Each line in the data holding "Standard" should be listed.

* [Dataset entries]
Segment Open

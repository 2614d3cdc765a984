//! In-process catalog backend
//!
//! Serves searches, metadata and artist browses from records held in memory.
//! Used by the test suite and by `--backend memory` for offline runs.

use std::collections::{BTreeMap, HashMap};
use std::time::Duration;

use super::records::{
    AlbumRecord, ArtistRecord, BrowseRecord, FetchResult, Metadata, MetadataKind, Paged,
    PlaylistRecord, SearchRequest, SearchResults, TrackRecord,
};
use super::{ArtistBrowseType, ErrorCode, Fetcher, ImageSize, SearchType};

#[derive(Clone, Debug, Default)]
pub struct MemoryCatalog {
    tracks: Vec<TrackRecord>,
    albums: Vec<AlbumRecord>,
    artists: Vec<ArtistRecord>,
    playlists: Vec<PlaylistRecord>,
    biographies: HashMap<String, String>,
    latency: Option<Duration>,
    stalled: Vec<String>,
    failing: HashMap<String, ErrorCode>,
}

impl MemoryCatalog {
    pub fn new() -> Self {
        Self::default()
    }

    pub fn with_track(mut self, track: TrackRecord) -> Self {
        self.tracks.push(track);
        self
    }

    pub fn with_album(mut self, album: AlbumRecord) -> Self {
        self.albums.push(album);
        self
    }

    pub fn with_artist(mut self, artist: ArtistRecord) -> Self {
        self.artists.push(artist);
        self
    }

    pub fn with_playlist(mut self, playlist: PlaylistRecord) -> Self {
        self.playlists.push(playlist);
        self
    }

    pub fn with_biography(mut self, artist_id: &str, biography: &str) -> Self {
        self.biographies.insert(artist_id.to_string(), biography.to_string());
        self
    }

    /// Delay applied to every fetch.
    pub fn with_latency(mut self, latency: Duration) -> Self {
        self.latency = Some(latency);
        self
    }

    /// Searches for `query` never complete.
    pub fn with_stalled_query(mut self, query: &str) -> Self {
        self.stalled.push(query.to_string());
        self
    }

    /// Searches for `query` complete with `code`.
    pub fn with_failing_query(mut self, query: &str, code: ErrorCode) -> Self {
        self.failing.insert(query.to_string(), code);
        self
    }

    /// A small fixed catalog for offline runs of the web front-end.
    pub fn demo() -> Self {
        let pantera = artist("1Fmb52lZ6Jv7FMWXXTPO3K", "Pantera", &["ab67616d0000b273", "ab67616100005174"]);
        let panteras_kin = artist("0iEtIxbK0KxaSlF7G42ZOp", "Pantera Negra", &[]);
        let metallica = artist("2ye2Wgw4gimLv2eAKyk1NB", "Metallica", &["ab6761610000e5eb"]);
        let vulgar = AlbumRecord {
            id: "1zTYN4XU8ueMGa3XyGmEw5".to_string(),
            name: "Vulgar Display of Power".to_string(),
            year: Some(1992),
            artist: Some(pantera.clone()),
        };
        let master = AlbumRecord {
            id: "2Lq2qX3hYhiuPckC8Flj21".to_string(),
            name: "Master of Puppets".to_string(),
            year: Some(1986),
            artist: Some(metallica.clone()),
        };

        Self::new()
            .with_artist(pantera)
            .with_artist(panteras_kin)
            .with_artist(metallica)
            .with_album(vulgar.clone())
            .with_album(master.clone())
            .with_track(TrackRecord {
                id: "6Ot9S1Rwyk0UwE1VRl0SaB".to_string(),
                name: "Walk".to_string(),
                duration_ms: 315_000,
                album: Some(vulgar.clone()),
            })
            .with_track(TrackRecord {
                id: "1BL4EBLVmpMfP9M4JpNbRZ".to_string(),
                name: "Mouth for War".to_string(),
                duration_ms: 236_000,
                album: Some(vulgar),
            })
            .with_track(TrackRecord {
                id: "2MuWTIM3b0YEAskbeeFE1i".to_string(),
                name: "Master of Puppets".to_string(),
                duration_ms: 515_000,
                album: Some(master),
            })
            .with_playlist(PlaylistRecord {
                id: "37i9dQZF1DX9qNs32fujYe".to_string(),
                name: "Thrash Metal Classics".to_string(),
                owner: "spotify".to_string(),
                image: Some("ab67706f00000003".to_string()),
            })
            .with_biography(
                "1Fmb52lZ6Jv7FMWXXTPO3K",
                "Groove metal band formed in Arlington, Texas.",
            )
    }

    async fn simulate_latency(&self) {
        if let Some(latency) = self.latency {
            tokio::time::sleep(latency).await;
        }
    }

    fn suggestion(&self, query: &str) -> Option<String> {
        let lowered = query.to_lowercase();
        self.artists
            .iter()
            .map(|artist| &artist.name)
            .find(|name| {
                let name = name.to_lowercase();
                name != lowered && name.starts_with(&lowered)
            })
            .cloned()
    }
}

fn artist(id: &str, name: &str, images: &[&str]) -> ArtistRecord {
    let sizes = [ImageSize::Large, ImageSize::Normal, ImageSize::Small];
    let portraits: BTreeMap<_, _> = sizes
        .into_iter()
        .zip(images.iter().map(|image| image.to_string()))
        .collect();
    ArtistRecord {
        id: id.to_string(),
        name: name.to_string(),
        portraits,
    }
}

fn matches(name: &str, query: &str) -> bool {
    name.to_lowercase().contains(&query.to_lowercase())
}

fn filter<T: Clone>(items: &[T], query: &str, name: impl Fn(&T) -> &str) -> Vec<T> {
    items
        .iter()
        .filter(|item| matches(name(*item), query))
        .cloned()
        .collect()
}

impl Fetcher for MemoryCatalog {
    async fn search(&self, request: &SearchRequest) -> FetchResult<SearchResults> {
        self.simulate_latency().await;
        if self.stalled.contains(&request.query) {
            std::future::pending::<()>().await;
        }
        if let Some(code) = self.failing.get(&request.query) {
            return Err(*code);
        }

        let query = request.query.trim();
        let did_you_mean = match request.search_type {
            SearchType::Suggest => self.suggestion(query),
            SearchType::Standard => None,
        };
        Ok(SearchResults {
            did_you_mean,
            tracks: Paged::window(filter(&self.tracks, query, |t| t.name.as_str()), request.tracks),
            albums: Paged::window(filter(&self.albums, query, |a| a.name.as_str()), request.albums),
            artists: Paged::window(filter(&self.artists, query, |a| a.name.as_str()), request.artists),
            playlists: Paged::window(filter(&self.playlists, query, |p| p.name.as_str()), request.playlists),
        })
    }

    async fn metadata(&self, kind: MetadataKind, id: &str) -> FetchResult<Metadata> {
        self.simulate_latency().await;
        let found = match kind {
            MetadataKind::Track => self
                .tracks
                .iter()
                .find(|t| t.id == id)
                .cloned()
                .map(Metadata::Track),
            MetadataKind::Album => self
                .albums
                .iter()
                .find(|a| a.id == id)
                .cloned()
                .map(Metadata::Album),
            MetadataKind::Artist => self
                .artists
                .iter()
                .find(|a| a.id == id)
                .cloned()
                .map(Metadata::Artist),
            MetadataKind::Playlist => self
                .playlists
                .iter()
                .find(|p| p.id == id)
                .cloned()
                .map(Metadata::Playlist),
        };
        found.ok_or(ErrorCode::OtherPermanent)
    }

    async fn browse(&self, artist_id: &str, browse_type: ArtistBrowseType) -> FetchResult<BrowseRecord> {
        self.simulate_latency().await;
        let artist = self
            .artists
            .iter()
            .find(|a| a.id == artist_id)
            .cloned()
            .ok_or(ErrorCode::OtherPermanent)?;

        let by_artist = |album: &Option<AlbumRecord>| {
            album
                .as_ref()
                .and_then(|album| album.artist.as_ref())
                .is_some_and(|a| a.id == artist_id)
        };
        let tracks = match browse_type {
            ArtistBrowseType::NoTracks => Vec::new(),
            _ => self
                .tracks
                .iter()
                .filter(|t| by_artist(&t.album))
                .cloned()
                .collect(),
        };
        let albums = match browse_type {
            ArtistBrowseType::NoAlbums => Vec::new(),
            _ => self
                .albums
                .iter()
                .filter(|a| a.artist.as_ref().is_some_and(|a| a.id == artist_id))
                .cloned()
                .collect(),
        };

        Ok(BrowseRecord {
            portraits: artist.portraits.values().cloned().collect(),
            biography: self.biographies.get(artist_id).cloned().unwrap_or_default(),
            artist,
            tracks,
            albums,
        })
    }
}

#[cfg(test)]
mod tests {
    use super::*;
    use crate::native::Window;

    fn request(query: &str, search_type: SearchType) -> SearchRequest {
        let window = Window { offset: 0, limit: 10 };
        SearchRequest {
            query: query.to_string(),
            tracks: window,
            albums: window,
            artists: window,
            playlists: window,
            search_type,
        }
    }

    #[tokio::test]
    async fn test_search_matches_case_insensitively() {
        let results = MemoryCatalog::demo()
            .search(&request("PANTERA", SearchType::Standard))
            .await
            .unwrap();
        assert_eq!(results.artists.total, 2);
        assert_eq!(results.artists.items[0].name, "Pantera");
        assert!(results.did_you_mean.is_none());
    }

    #[tokio::test]
    async fn test_suggest_search_offers_did_you_mean() {
        let results = MemoryCatalog::demo()
            .search(&request("metal", SearchType::Suggest))
            .await
            .unwrap();
        assert_eq!(results.did_you_mean.as_deref(), Some("Metallica"));
    }

    #[tokio::test]
    async fn test_failing_query() {
        let catalog = MemoryCatalog::new().with_failing_query("boom", ErrorCode::RateLimited);
        let result = catalog.search(&request("boom", SearchType::Standard)).await;
        assert_eq!(result, Err(ErrorCode::RateLimited));
    }

    #[tokio::test]
    async fn test_browse_respects_type() {
        let catalog = MemoryCatalog::demo();
        let full = catalog.browse("1Fmb52lZ6Jv7FMWXXTPO3K", ArtistBrowseType::Full).await.unwrap();
        assert_eq!(full.tracks.len(), 2);
        assert_eq!(full.albums.len(), 1);
        assert_eq!(full.portraits.len(), 2);

        let no_tracks = catalog
            .browse("1Fmb52lZ6Jv7FMWXXTPO3K", ArtistBrowseType::NoTracks)
            .await
            .unwrap();
        assert!(no_tracks.tracks.is_empty());
    }

    #[tokio::test]
    async fn test_metadata_unknown_id() {
        let result = MemoryCatalog::demo().metadata(MetadataKind::Artist, "nope").await;
        assert_eq!(result, Err(ErrorCode::OtherPermanent));
    }
}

Segment Closed

* [Exercise solution]
            SearchType::Standard => None,
            .search(&request("PANTERA", SearchType::Standard))
        let result = catalog.search(&request("boom", SearchType::Standard)).await;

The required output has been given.